Americans revive spirit of first Thanksgiving by carrying disease to new areas

These Thanksgiving reenactors were dedicated to making sure the holiday got the celebration it deserved. “Usually,” another ardent patriot said, “my Thanksgiving celebration is based on a selective and misleading interpretation of history. This year, it will be based on a selective and misleading interpretation of science as well. And I brought green beans with those weird little packaged onion things on them!”

“It’s a point of pride with me to ignore any guidelines that would prevent my bringing pestilence with me to this important family holiday,” one celebrator noted. “The Pilgrims didn’t pay attention to any guidelines! Dare I act as though to be alive now offers me any advantages over what they had?”

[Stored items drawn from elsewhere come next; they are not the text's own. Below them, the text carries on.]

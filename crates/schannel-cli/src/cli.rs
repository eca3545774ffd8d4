use std::path::PathBuf;

use clap::{Parser, Subcommand};
use schannel_shared::user_config::ProxyScheme;

#[derive(Parser, Debug)]
#[command(author, version, about)]
pub struct Cli {
    #[arg(
        short = 's',
        long = "stdout",
        action,
        help = "Controls if it logs to stdout/stderr instead of to a file"
    )]
    pub is_to_std_out: bool,

    #[arg(
        long,
        help = "Directory for the config, credentials and traces (defaults to the platform config directory)"
    )]
    pub data_dir: Option<PathBuf>,

    #[command(subcommand)]
    pub command: Command,
}

#[derive(Subcommand, Debug)]
pub enum Command {
    /// Lists the users that logged in on this machine
    Users,
    /// Deletes the saved password of a user but keeps the user
    Forget { username: String },
    /// Deletes a user and their saved password
    Remove { username: String },
    /// Shows or edits the user config
    #[command(subcommand)]
    Config(ConfigCommand),
}

#[derive(Subcommand, Debug, Clone, PartialEq, Eq)]
pub enum ConfigCommand {
    Show,
    /// Routes portal traffic through a proxy
    SetProxy {
        #[arg(long, default_value_t)]
        scheme: ProxyScheme,
        #[arg(long)]
        host: String,
        #[arg(long)]
        port: u16,
        #[arg(long, requires = "password")]
        username: Option<String>,
        #[arg(long, requires = "username")]
        password: Option<String>,
    },
    ClearProxy,
    /// Forgets the selected node, the first node is picked on the next refresh
    ClearNode,
}
#![warn(clippy::all, rust_2018_idioms)]

use clap::Parser;

fn main() -> anyhow::Result<()> {
    let args = schannel_cli::cli::Cli::parse();
    let settings = schannel_core::get_settings(args.data_dir.clone())?;

    if let Err(e) = schannel_cli::tracing::init(&args, &settings) {
        eprintln!("Failed to start tracing: {e}");
    }

    let rt = schannel_cli::runtime::create_runtime()?;
    rt.block_on(schannel_cli::commands::run(args.command, &settings))
}
#![warn(unused_crate_dependencies)]

pub mod cli;
pub mod commands;
pub mod runtime;
pub mod tracing;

One matriarch, sticking her entire arm into the slick carcass of a bird, offered, “It’s important to me that my Thanksgiving keeps the traditions of those first fur traders and colonists alive: where I feel as though I am absolutely and divinely right to do what I am doing and refuse to connect my actions with consequences in any way.”

“I was watching a PBS special about the Pilgrims,” one American said, “and they spent their entire first winter in Massachusetts before Thanksgiving just watching their family members die. They carried them out to the woods, propped them up against trees and left them there to give the illusion that the settlement was guarded. That wasn’t something we incorporated into our Thanksgiving before, but it’s never too late to start a new tradition, provided that new tradition does not involve Zoom in any way!”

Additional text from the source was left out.